The alley dead-ended where the buildings did, against a third building. It was like being in a deep, deep canyon: a narrow slot of sky above, shadow below, and no escape except back the way they’d come. There were no doors, no smaller alleys, nothing. Ocyrhoe approached the crumbling stone and brick of the dead-end wall and began to examine it, as if for cracks. After a few fruitless moments, she turned and faced Ferenc expectantly. He gave her a blank, confused look and shook his head.
Ocyrhoe was sure she had explained this to him in the outpouring of their first “conversation,” when they suddenly realized they could communicate through the silent language she had learned from her kin-sisters, and known to them in some ancient tongue as Rankos Kalba, or Rankalba. She was still confused that he, a male, could know this code, but there was no time to wonder about that now.
Perhaps he had not really understood what she’d said before. Admittedly, she had simplified it; it would be exhausting and very time-consuming to try to explain the Septizodium and the elections and Orsini and Fieschi and too many other things. She sent a silent prayer to the Bind-Mother. Oh, please, let him understand me.
She slapped the cool stone wall, then took Ferenc’s wrists and tapped her fingers on the bony flesh in alternating singles, pairs, threes, fours, grip, then three, then one, and so on—variations signing out the basic message, as if she were leaving notches in a long piece of wood or on a cornice, or tying knots in a cord or her own hair: “Father Rodrigo is inside. Prisoner.” Ferenc blinked, then nodded. “Many rooms, in many buildings,” she continued. “Different rooms with tunnels connecting all. We are close. We must get in.” She noticed confusion in Ferenc’s expression. Too fast, she thought. Whoever taught him Rankalba didn’t finish the lesson. “Understand?” she asked, signing more slowly against his inner arm and wrist.
He mused on that for a moment, then nodded, though his expression suggested he was still unsure. She chewed her lower lip, looked up, then down, then decided to try drawing a map on the dust of the ground. She held out her hand. “Pugio?” she asked, using the Latin word. At his blank look, she mimed holding the weapon and stabbing the air with it, then again held out her hand.

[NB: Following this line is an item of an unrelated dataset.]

pub mod app_settings;
pub mod persistence;
pub mod plan;

pub use app_settings::AppSettings;
pub use plan::{Category, DayPlan, PlanData, TimeSlot};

“Pugio,” he said, and he repeated it once more as he gave her his knife. He was, she realized, learning the Latin word.
In the dirt of the alley, Ocyrhoe crouched and drew a bird’s-eye view of this alley and the immediate surrounding streets and buildings. She placed the facade of the Septizodium in the center of it and then drew the surrounding structures; these she knew by rumor were connected via tunnels, but after she drew in the streets, she was not sure how to designate tunnels. When she was finished, she looked up at him. “Mappa?” she said, again using the Latin word.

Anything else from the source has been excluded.